Supplied material Block Start

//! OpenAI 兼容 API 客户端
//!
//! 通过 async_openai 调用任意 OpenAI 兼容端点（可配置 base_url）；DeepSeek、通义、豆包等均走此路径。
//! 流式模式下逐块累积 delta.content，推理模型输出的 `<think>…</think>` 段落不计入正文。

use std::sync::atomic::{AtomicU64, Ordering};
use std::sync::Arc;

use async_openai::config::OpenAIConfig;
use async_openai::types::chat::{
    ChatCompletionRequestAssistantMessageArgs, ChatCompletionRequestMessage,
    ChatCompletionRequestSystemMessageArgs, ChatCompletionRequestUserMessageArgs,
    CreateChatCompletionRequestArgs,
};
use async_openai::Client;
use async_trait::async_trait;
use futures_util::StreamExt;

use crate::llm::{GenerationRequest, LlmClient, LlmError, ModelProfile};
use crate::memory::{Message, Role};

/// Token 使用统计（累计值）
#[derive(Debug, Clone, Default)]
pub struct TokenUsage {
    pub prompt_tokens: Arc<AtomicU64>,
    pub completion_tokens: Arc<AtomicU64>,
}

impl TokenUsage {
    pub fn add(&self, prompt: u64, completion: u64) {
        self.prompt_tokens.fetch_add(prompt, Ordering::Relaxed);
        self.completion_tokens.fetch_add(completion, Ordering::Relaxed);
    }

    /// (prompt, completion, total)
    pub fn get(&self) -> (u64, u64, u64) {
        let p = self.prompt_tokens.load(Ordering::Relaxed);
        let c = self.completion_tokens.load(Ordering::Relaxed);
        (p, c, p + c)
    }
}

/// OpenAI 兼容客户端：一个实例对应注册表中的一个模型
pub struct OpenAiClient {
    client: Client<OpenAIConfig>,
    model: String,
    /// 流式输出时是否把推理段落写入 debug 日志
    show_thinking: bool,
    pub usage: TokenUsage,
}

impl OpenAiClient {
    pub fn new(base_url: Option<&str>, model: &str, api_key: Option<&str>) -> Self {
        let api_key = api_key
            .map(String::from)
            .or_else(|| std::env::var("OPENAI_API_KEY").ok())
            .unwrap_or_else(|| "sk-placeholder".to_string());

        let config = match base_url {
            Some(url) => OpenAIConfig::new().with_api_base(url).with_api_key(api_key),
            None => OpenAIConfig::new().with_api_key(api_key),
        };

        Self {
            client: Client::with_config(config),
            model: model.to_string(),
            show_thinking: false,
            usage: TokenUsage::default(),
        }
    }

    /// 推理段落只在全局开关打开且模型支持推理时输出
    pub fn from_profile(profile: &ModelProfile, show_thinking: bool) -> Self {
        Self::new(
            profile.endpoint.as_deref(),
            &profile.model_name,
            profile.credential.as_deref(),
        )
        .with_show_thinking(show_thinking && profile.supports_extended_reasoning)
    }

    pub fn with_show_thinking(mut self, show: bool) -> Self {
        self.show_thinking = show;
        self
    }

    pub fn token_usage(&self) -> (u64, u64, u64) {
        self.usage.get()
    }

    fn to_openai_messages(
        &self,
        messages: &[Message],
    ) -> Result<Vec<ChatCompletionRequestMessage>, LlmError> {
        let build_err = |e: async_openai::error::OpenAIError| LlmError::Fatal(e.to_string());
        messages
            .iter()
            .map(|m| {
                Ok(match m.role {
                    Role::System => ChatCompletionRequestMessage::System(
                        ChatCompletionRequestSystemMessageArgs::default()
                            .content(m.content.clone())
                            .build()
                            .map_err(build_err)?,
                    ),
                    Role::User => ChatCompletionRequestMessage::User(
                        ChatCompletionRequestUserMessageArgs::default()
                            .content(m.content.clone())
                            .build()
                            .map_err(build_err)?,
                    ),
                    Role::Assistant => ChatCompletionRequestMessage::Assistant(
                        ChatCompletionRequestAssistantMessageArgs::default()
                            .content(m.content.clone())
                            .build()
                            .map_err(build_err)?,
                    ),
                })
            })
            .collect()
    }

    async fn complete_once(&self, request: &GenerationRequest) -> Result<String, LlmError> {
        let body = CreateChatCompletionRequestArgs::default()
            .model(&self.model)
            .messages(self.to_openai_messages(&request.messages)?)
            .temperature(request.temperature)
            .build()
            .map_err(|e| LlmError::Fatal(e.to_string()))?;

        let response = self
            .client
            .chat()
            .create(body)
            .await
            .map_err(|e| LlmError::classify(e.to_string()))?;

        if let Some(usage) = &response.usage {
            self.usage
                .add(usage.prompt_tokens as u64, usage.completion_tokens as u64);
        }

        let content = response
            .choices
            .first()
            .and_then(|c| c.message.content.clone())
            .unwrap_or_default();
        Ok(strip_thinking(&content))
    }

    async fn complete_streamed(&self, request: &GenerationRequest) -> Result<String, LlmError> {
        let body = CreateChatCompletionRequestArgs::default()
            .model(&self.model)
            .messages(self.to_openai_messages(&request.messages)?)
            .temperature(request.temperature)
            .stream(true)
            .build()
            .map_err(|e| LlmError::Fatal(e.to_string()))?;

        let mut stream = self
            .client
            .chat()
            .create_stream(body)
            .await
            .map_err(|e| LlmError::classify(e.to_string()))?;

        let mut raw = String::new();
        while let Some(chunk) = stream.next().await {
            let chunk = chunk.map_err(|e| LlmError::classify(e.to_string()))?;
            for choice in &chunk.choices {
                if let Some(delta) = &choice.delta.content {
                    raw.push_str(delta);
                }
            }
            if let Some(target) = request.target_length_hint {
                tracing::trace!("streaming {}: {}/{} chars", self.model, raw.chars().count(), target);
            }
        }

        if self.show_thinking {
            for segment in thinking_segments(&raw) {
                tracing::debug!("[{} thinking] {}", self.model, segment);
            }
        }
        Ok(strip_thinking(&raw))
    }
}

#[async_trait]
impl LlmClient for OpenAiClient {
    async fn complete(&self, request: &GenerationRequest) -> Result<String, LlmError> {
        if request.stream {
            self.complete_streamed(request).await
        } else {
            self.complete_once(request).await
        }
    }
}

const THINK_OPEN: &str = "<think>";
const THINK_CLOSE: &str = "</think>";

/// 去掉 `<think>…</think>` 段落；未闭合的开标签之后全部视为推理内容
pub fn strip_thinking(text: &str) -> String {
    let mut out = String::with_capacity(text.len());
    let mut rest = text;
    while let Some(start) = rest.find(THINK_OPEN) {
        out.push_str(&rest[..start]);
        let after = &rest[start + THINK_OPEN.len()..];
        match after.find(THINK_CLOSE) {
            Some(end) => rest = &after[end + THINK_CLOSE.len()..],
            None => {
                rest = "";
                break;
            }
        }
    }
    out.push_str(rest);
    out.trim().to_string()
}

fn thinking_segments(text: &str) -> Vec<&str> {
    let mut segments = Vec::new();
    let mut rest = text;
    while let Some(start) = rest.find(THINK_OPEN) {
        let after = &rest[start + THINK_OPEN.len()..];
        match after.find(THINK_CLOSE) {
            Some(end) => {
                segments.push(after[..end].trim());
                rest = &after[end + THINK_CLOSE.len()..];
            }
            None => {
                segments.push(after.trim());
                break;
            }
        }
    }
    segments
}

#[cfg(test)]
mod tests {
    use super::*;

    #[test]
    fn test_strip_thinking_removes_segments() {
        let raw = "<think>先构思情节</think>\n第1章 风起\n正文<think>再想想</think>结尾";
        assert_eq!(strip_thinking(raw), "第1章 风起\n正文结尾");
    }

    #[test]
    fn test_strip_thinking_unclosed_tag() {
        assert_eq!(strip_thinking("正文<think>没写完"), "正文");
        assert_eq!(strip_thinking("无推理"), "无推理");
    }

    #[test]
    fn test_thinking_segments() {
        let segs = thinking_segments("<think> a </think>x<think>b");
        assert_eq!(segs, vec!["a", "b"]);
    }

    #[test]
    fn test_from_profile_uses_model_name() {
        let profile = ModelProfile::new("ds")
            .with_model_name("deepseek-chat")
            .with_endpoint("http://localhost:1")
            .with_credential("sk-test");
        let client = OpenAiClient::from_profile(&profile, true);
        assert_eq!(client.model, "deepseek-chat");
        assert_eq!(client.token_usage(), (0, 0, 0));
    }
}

Supplied material Block End

Action item:
Begin at the top of the records above and quote each line exactly, ending with the line that contains "use std::sync::Arc;".

Solved exercise:
//! OpenAI 兼容 API 客户端
//!
//! 通过 async_openai 调用任意 OpenAI 兼容端点（可配置 base_url）；DeepSeek、通义、豆包等均走此路径。
//! 流式模式下逐块累积 delta.content，推理模型输出的 `<think>…</think>` 段落不计入正文。

use std::sync::atomic::{AtomicU64, Ordering};
use std::sync::Arc;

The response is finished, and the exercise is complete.